In the 1950s, while studying Enterococcus, a lactic acid bacteria found in the gastrointestinal tract, Gunsalus discovered various forms of lipoic acid, as well as pyridoxal phosphate, an active form of vitamin B_{6}, and was granted a patent in 1962 on lipoic acid. In further research, he discovered the role that lipoic acid plays in metabolism, allowing for the more effective use of carbohydrates in the diet. By the 1970s, other researchers and hospitals had begun to use lipoic acid for the treatment of chronic liver disease. It has since been used experimentally to treat pancreatic cancer and its use as a dietary supplement to prevent or delay the onset of Alzheimer's disease and Parkinson's disease has been proposed.

During the 1960s and 1970s, Gunsalus studied Cytochrome P450, researching its role in metabolism in the human liver. His studies led to an understanding of how the family of P-450 proteins and their role in metabolizing natural and man-made compounds.

He also researched the way that soil microbes exchange plasmids, giving the organisms the ability to adapt to differing nutritional substances available in their environment. Gunsalus was a postdoctoral advisor to Ananda Mohan Chakrabarty, who later used genetic engineering techniques for plasmid transfer to create microbes that could digest petroleum.
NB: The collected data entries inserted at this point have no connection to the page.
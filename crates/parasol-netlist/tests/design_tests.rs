//! Structural edits and change notification on a small design

use parasol_netlist::{
    DbuPoint, Design, DesignObserver, InstanceId, Library, LibraryCellId, NetId, NetlistError,
    PinDirection, PinId, TimingSense,
};
use std::sync::{Arc, Mutex};

fn library() -> Library {
    let mut lib = Library::new("cells");
    for (name, offset) in [("INV_X1", 1), ("INV_X2", 3)] {
        let cell = lib.add_cell(name, offset as f64).unwrap();
        let a = lib.add_pin(cell, "A", PinDirection::Input, 1.0).unwrap();
        let y = lib.add_pin(cell, "Y", PinDirection::Output, 0.0).unwrap();
        lib.set_pin_offset(y, DbuPoint::new(offset, 0)).unwrap();
        lib.add_arc(a, y, TimingSense::NegativeUnate).unwrap();
    }
    let nand = lib.add_cell("NAND2", 2.0).unwrap();
    let a = lib.add_pin(nand, "A", PinDirection::Input, 1.0).unwrap();
    let b = lib.add_pin(nand, "B", PinDirection::Input, 1.0).unwrap();
    let zn = lib.add_pin(nand, "ZN", PinDirection::Output, 0.0).unwrap();
    lib.add_arc(a, zn, TimingSense::NegativeUnate).unwrap();
    lib.add_arc(b, zn, TimingSense::NegativeUnate).unwrap();
    lib
}

#[derive(Default)]
struct Log(Mutex<Vec<String>>);

impl Log {
    fn push(&self, entry: String) {
        self.0.lock().unwrap().push(entry);
    }

    fn take(&self) -> Vec<String> {
        std::mem::take(&mut *self.0.lock().unwrap())
    }
}

impl DesignObserver for Log {
    fn on_post_net_create(&self, design: &Design, net: NetId) {
        self.push(format!("create {}", design.net(net).unwrap().name));
    }

    fn on_pre_net_remove(&self, design: &Design, net: NetId) {
        self.push(format!("remove {}", design.net(net).unwrap().name));
    }

    fn on_post_instance_move(&self, design: &Design, instance: InstanceId) {
        let inst = design.instance(instance).unwrap();
        self.push(format!("move {} {}", inst.name, inst.position));
    }

    fn on_post_cell_remap(&self, design: &Design, instance: InstanceId, previous: LibraryCellId) {
        let inst = design.instance(instance).unwrap();
        let lib = design.library();
        self.push(format!(
            "remap {} {} -> {}",
            inst.name,
            lib.cell(previous).unwrap().name,
            lib.cell(inst.library_cell).unwrap().name
        ));
    }

    fn on_post_pin_connect(&self, design: &Design, pin: PinId, net: NetId) {
        self.push(format!(
            "connect {} {}",
            design.pin_full_name(pin),
            design.net(net).unwrap().name
        ));
    }

    fn on_pre_pin_disconnect(&self, design: &Design, pin: PinId, net: NetId) {
        self.push(format!(
            "disconnect {} {}",
            design.pin_full_name(pin),
            design.net(net).unwrap().name
        ));
    }
}

#[test]
fn test_edit_sequence_notifications() {
    let mut design = Design::new("top", library());
    let log = Arc::new(Log::default());
    let handle = design.register_observer(log.clone());

    let x1 = design.library().find_cell("INV_X1").unwrap();
    let x2 = design.library().find_cell("INV_X2").unwrap();
    let u1 = design.create_instance("u1", x1, DbuPoint::new(0, 0)).unwrap();
    let n1 = design.create_net("n1").unwrap();
    let n2 = design.create_net("n2").unwrap();
    let y = design.find_instance_pin(u1, "Y").unwrap();
    design.connect(y, n1).unwrap();
    design.connect(y, n2).unwrap();
    design.move_instance(u1, DbuPoint::new(5, 5)).unwrap();
    design.remap_cell(u1, x2).unwrap();
    design.remove_net(n2).unwrap();

    assert_eq!(
        log.take(),
        vec![
            "create n1",
            "create n2",
            "connect u1:Y n1",
            "disconnect u1:Y n1",
            "connect u1:Y n2",
            "move u1 (5, 5)",
            "remap u1 INV_X1 -> INV_X2",
            "remove n2",
        ]
    );

    assert!(design.unregister_observer(handle));
    design.create_net("n3").unwrap();
    assert!(log.take().is_empty());
}

#[test]
fn test_remap_moves_pin_positions() {
    let mut design = Design::new("top", library());
    let x1 = design.library().find_cell("INV_X1").unwrap();
    let x2 = design.library().find_cell("INV_X2").unwrap();
    let u1 = design.create_instance("u1", x1, DbuPoint::new(10, 20)).unwrap();
    let y = design.find_instance_pin(u1, "Y").unwrap();

    assert_eq!(design.pin_position(y).unwrap(), DbuPoint::new(11, 20));
    design.remap_cell(u1, x2).unwrap();
    assert_eq!(design.pin_position(y).unwrap(), DbuPoint::new(13, 20));
    assert_eq!(design.find_instance_pin(u1, "Y"), Some(y));
}

#[test]
fn test_incompatible_remap_is_rejected() {
    let mut design = Design::new("top", library());
    let x1 = design.library().find_cell("INV_X1").unwrap();
    let nand = design.library().find_cell("NAND2").unwrap();
    let u1 = design.create_instance("u1", x1, DbuPoint::new(0, 0)).unwrap();

    let err = design.remap_cell(u1, nand).unwrap_err();
    assert!(matches!(err, NetlistError::IncompatibleRemap { ref pin, .. } if pin == "Y"));
    assert_eq!(design.instance(u1).unwrap().library_cell, x1);
}

#[test]
fn test_stale_net_handle_after_reuse() {
    let mut design = Design::new("top", library());
    let old = design.create_net("old").unwrap();
    design.remove_net(old).unwrap();
    let new = design.create_net("new").unwrap();

    assert_ne!(old, new);
    assert!(design.net(old).is_err());
    assert_eq!(design.num_pins(old), 0);

    let port = design
        .create_port("in", PinDirection::Input, DbuPoint::new(0, 0))
        .unwrap();
    assert!(matches!(
        design.connect(port, old),
        Err(NetlistError::UnknownNet(_))
    ));
    design.connect(port, new).unwrap();
    assert_eq!(design.driver(new), Some(port));
}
In February 1967, Gunsalus was one of four scientists who delivered to President Lyndon B. Johnson a petition that had been signed by more than 5,000 scientists demanding an end to the use of biological and chemical weapons in Vietnam. The petition included 17 Nobel Prize-winners and 127 members of the National Academy of Sciences.

==Post-academic career==
After retiring from the University of Illinois in 1982, Gunsalus was named the founding director of the United Nations International Center for Genetic Engineering and Biotechnology, which is responsible for increasing international cooperation in the development and use of genetic engineering and biotechnology in issues related to development. He oversaw the establishment of research centers in Trieste, Italy and in New Delhi, India. He was later chosen to conduct ecological studies of the Gulf of Mexico for the United States Environmental Protection Agency from 1993 to 2003, where he studied methods for microbiological bioremediation of coastal ecosystems.

Gunsalus was elected to the American Academy of Arts and Sciences, the American Academy of Microbiology. He was also elected to the National Academy of Sciences, where he served as the chairman of the biochemistry section from 1978 to 1981. He was the founding editor of the journal Biochemical and Biophysical Research Communications. In 1982 he was the recipient of the Selman A. Waksman Award in Microbiology from the National Academy of Sciences.

Gunsalus died at age 96 on October 25, 2008, at his home in Andalusia, Alabama, of congestive heart failure.